Literature DB >> 22927399

Serum Response Factor (SRF)-cofilin-actin signaling axis modulates mitochondrial dynamics.

Henning Beck1, Kevin Flynn, Katrin S Lindenberg, Heinz Schwarz, Frank Bradke, Simone Di Giovanni, Bernd Knöll.   

Abstract

Aberrant mitochondrial function, morphology, and transport are main features of neurodegenerative diseases. To date, mitochondrial transport within neurons is thought to rely mainly on microtubules, whereas actin might mediate short-range movements and mitochondrial anchoring. Here, we analyzed the impact of actin on neuronal mitochondrial size and localization. F-actin enhanced mitochondrial size and mitochondrial number in neurites and growth cones. In contrast, raising G-actin resulted in mitochondrial fragmentation and decreased mitochondrial abundance. Cellular F-actin/G-actin levels also regulate serum response factor (SRF)-mediated gene regulation, suggesting a possible link between SRF and mitochondrial dynamics. Indeed, SRF-deficient neurons display neurodegenerative hallmarks of mitochondria, including disrupted morphology, fragmentation, and impaired mitochondrial motility, as well as ATP energy metabolism.

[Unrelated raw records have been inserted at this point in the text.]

//! Error types for OBO-in-OWL decoding.

use std::io;
use std::sync::Arc;

/// Error raised when a term cannot be constructed from decoded text.
#[derive(Debug, thiserror::Error)]
pub enum TermError {
    /// An IRI slot held empty text.
    #[error("empty IRI")]
    EmptyIri,

    /// An IRI slot held text that is not an absolute IRI.
    #[error("invalid IRI {iri:?}: {source}")]
    InvalidIri {
        /// The rejected text.
        iri: String,
        /// Why the IRI parser rejected it.
        #[source]
        source: oxiri::IriParseError,
    },

    /// A literal carried a datatype that is not an absolute IRI.
    #[error("invalid datatype IRI {datatype:?} for literal {text:?}: {source}")]
    InvalidDatatype {
        /// Lexical form of the literal.
        text: String,
        /// The rejected datatype text.
        datatype: String,
        /// Why the IRI parser rejected it.
        #[source]
        source: oxiri::IriParseError,
    },

    /// A blank node label was empty or contained characters outside `[A-Za-z0-9_.-]`.
    #[error("invalid blank node label {0:?}")]
    InvalidBlankLabel(String),
}

/// Error type for decoding operations.
///
/// Every variant is fatal: the decoder stops producing statements once one is
/// returned. End of input is not an error and is reported as `Ok(None)`.
#[derive(Debug, thiserror::Error)]
pub enum DecodeError {
    /// The underlying byte stream failed.
    #[error("I/O error: {0}")]
    Io(#[source] Arc<io::Error>),

    /// The input is not well-formed XML.
    #[error("XML syntax error at byte {position}: {source}")]
    Xml {
        /// Byte offset of the reader when the error was detected.
        position: u64,
        /// Error reported by the XML reader.
        #[source]
        source: quick_xml::Error,
    },

    /// The input violates XML rules the reader does not check itself, such as
    /// an undeclared namespace prefix or an element cut off by end of input.
    #[error("XML syntax error at byte {position}: {message}")]
    Syntax {
        /// Byte offset of the reader when the error was detected.
        position: u64,
        /// Description of the problem.
        message: String,
    },

    /// A top-level element is outside the supported OBO-in-OWL profile.
    #[error("unsupported element <{name}> at byte {position}")]
    UnsupportedElement {
        /// Local name of the element.
        name: String,
        /// Byte offset just past the element's start tag.
        position: u64,
    },

    /// A term could not be constructed from the decoded text.
    #[error("malformed term: {0}")]
    MalformedTerm(#[from] TermError),

    /// A structural slot that must produce a term had no usable value.
    #[error("<{element}> has no usable value for <{child}>")]
    MissingClaim {
        /// Local name of the enclosing element.
        element: String,
        /// Local name of the child that was missing or empty.
        child: String,
    },

    /// The input ended before the `rdf:RDF` root element was seen.
    #[error("input ended before the rdf:RDF root element")]
    MissingRoot,
}

/// Result type for decoding operations.
pub type Result<T> = std::result::Result<T, DecodeError>;

impl DecodeError {
    /// Wraps an XML reader error, keeping I/O failures distinct from syntax errors.
    pub(crate) fn xml(position: u64, source: quick_xml::Error) -> Self {
        match source {
            quick_xml::Error::Io(err) => Self::Io(err),
            source => Self::Xml { position, source },
        }
    }

    /// Creates a syntax error at the given byte offset.
    pub(crate) fn syntax(position: u64, message: impl Into<String>) -> Self {
        Self::Syntax {
            position,
            message: message.into(),
        }
    }

    /// Creates a missing-claim error.
    pub(crate) fn missing_claim(element: impl Into<String>, child: impl Into<String>) -> Self {
        Self::MissingClaim {
            element: element.into(),
            child: child.into(),
        }
    }

    /// Returns true if this error came from the underlying byte stream.
    #[must_use]
    pub fn is_io(&self) -> bool {
        matches!(self, Self::Io(_))
    }
}

impl From<io::Error> for DecodeError {
    fn from(err: io::Error) -> Self {
        Self::Io(Arc::new(err))
    }
}

#[cfg(test)]
mod tests {
    use super::*;

    #[test]
    fn io_errors_are_not_syntax_errors() {
        let err = DecodeError::xml(
            10,
            quick_xml::Error::Io(Arc::new(io::Error::new(io::ErrorKind::Other, "boom"))),
        );
        assert!(err.is_io());
    }

    #[test]
    fn missing_claim_names_both_elements() {
        let err = DecodeError::missing_claim("Axiom", "annotatedSource");
        assert_eq!(
            err.to_string(),
            "<Axiom> has no usable value for <annotatedSource>"
        );
    }
}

Conversely, constitutively active SRF-VP16 induced formation of mitochondrial networks and rescued huntingtin (HTT)-impaired mitochondrial dynamics. Finally, SRF and actin dynamics are connected via the actin severing protein cofilin and its slingshot phosphatase to modulate neuronal mitochondrial dynamics. In summary, our data suggest that the SRF-cofilin-actin signaling axis modulates neuronal mitochondrial function.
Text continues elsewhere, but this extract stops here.